Purpose: Evaluation of XCI status in a cohot of female patients with suspected rare genetic diseases using exome and RNA sequencing Results: We developed a method for estimating X inactivation status, using exome and transcriptome sequencing data from 112 female samples. We built a reference model for evaluation of XCI in 135 females from the GTEx consortium. We tested and validated the model on 14 female individuals with different types of undiagnosed rare genetic disorders who were clinically tested for X-skew using the AR gene assay and compared results to our outlier-based analysis technique. In comparison to the AR clinical test for identification of X inactivation, our method was concordant with AR method in 9 samples, discordant in 3, and provided measures of X inactivation in 2 samples with uninformative clinical results.

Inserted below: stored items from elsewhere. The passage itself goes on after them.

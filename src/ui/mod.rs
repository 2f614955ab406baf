pub mod chat_view;
pub mod sidebar;

use std::io::Write;

use log::warn;

use crate::session::{ConversationListView, TimelineView};

/// Receives display-ready views whenever they change.
pub trait Renderer {
    fn conversations(&mut self, view: &ConversationListView);
    fn timeline(&mut self, view: Option<&TimelineView>);
}

/// Plain line renderer for a terminal.
pub struct TerminalRenderer<W: Write> {
    out: W,
}

impl<W: Write> TerminalRenderer<W> {
    pub fn new(out: W) -> Self {
        Self { out }
    }

    fn write_lines(&mut self, lines: &[String]) {
        let result = lines
            .iter()
            .try_for_each(|line| writeln!(self.out, "{line}"))
            .and_then(|_| self.out.flush());
        if let Err(err) = result {
            warn!("failed to write to terminal: {err}");
        }
    }
}

impl<W: Write> Renderer for TerminalRenderer<W> {
    fn conversations(&mut self, view: &ConversationListView) {
        let lines = sidebar::render(view);
        self.write_lines(&lines);
    }

    fn timeline(&mut self, view: Option<&TimelineView>) {
        let lines = chat_view::render(view);
        self.write_lines(&lines);
    }
}
//! Server-push stream: `GET /events` read as server-sent events.

use eventsource_stream::Eventsource;
use futures_util::StreamExt;
use log::{debug, info, warn};
use tokio::sync::mpsc;

use super::{EVENT_BUFFER, Link};
use crate::api::client::ApiClient;
use crate::api::events::RealtimeEvent;
use crate::error::TransportError;

/// A successful response head counts as established; there is no handshake.
pub async fn open(api: &ApiClient) -> Result<Link, TransportError> {
    let resp = api.open_events().await?;
    let (tx, rx) = mpsc::channel(EVENT_BUFFER);
    tokio::spawn(read_records(resp, tx));
    Ok(Link::new(rx, None))
}

async fn read_records(resp: reqwest::Response, events: mpsc::Sender<RealtimeEvent>) {
    let mut records = Box::pin(resp.bytes_stream().eventsource());
    loop {
        tokio::select! {
            record = records.next() => match record {
                Some(Ok(record)) => match RealtimeEvent::from_record(&record.data) {
                    Some(event) => {
                        if events.send(event).await.is_err() {
                            return;
                        }
                    }
                    None => debug!("ignoring stream record {:?}", record.data),
                },
                Some(Err(err)) => {
                    warn!("event stream error: {err}");
                    break;
                }
                None => break,
            },
            _ = events.closed() => return,
        }
    }
    info!("event stream finished");
}
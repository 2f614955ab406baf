pub mod api;
pub mod app;
pub mod error;
pub mod reconcile;
pub mod session;
pub mod timeline;
pub mod timestamp;
pub mod transport;
pub mod ui;
pub mod utils;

We applied this method on an additional 98 females presenting to the clinic with phenotypes consistent with different hereditary disorders without a known genetic diagnosis. Here we show the use of transcriptome sequencing data to provide an accurate and complete estimation of X-inactivation and skew status in female patients. RNA from whole blood for all patients was extracted in a PAXgene Tube following manufacturer’s instructions (Qiagen). The miRNeasy Mini kit from Qiagen was used for isolation of RNA and 101 base pair paired libraries were prepared using capture probes from the TruSeq®RNA Access Library Prep Kit (Illumina). Samples were sequenced at Mayo Clinic Medical Genome Facility (MGF) using Illumina Hiseq 4000 generating on average greater than 100 million reads per sample.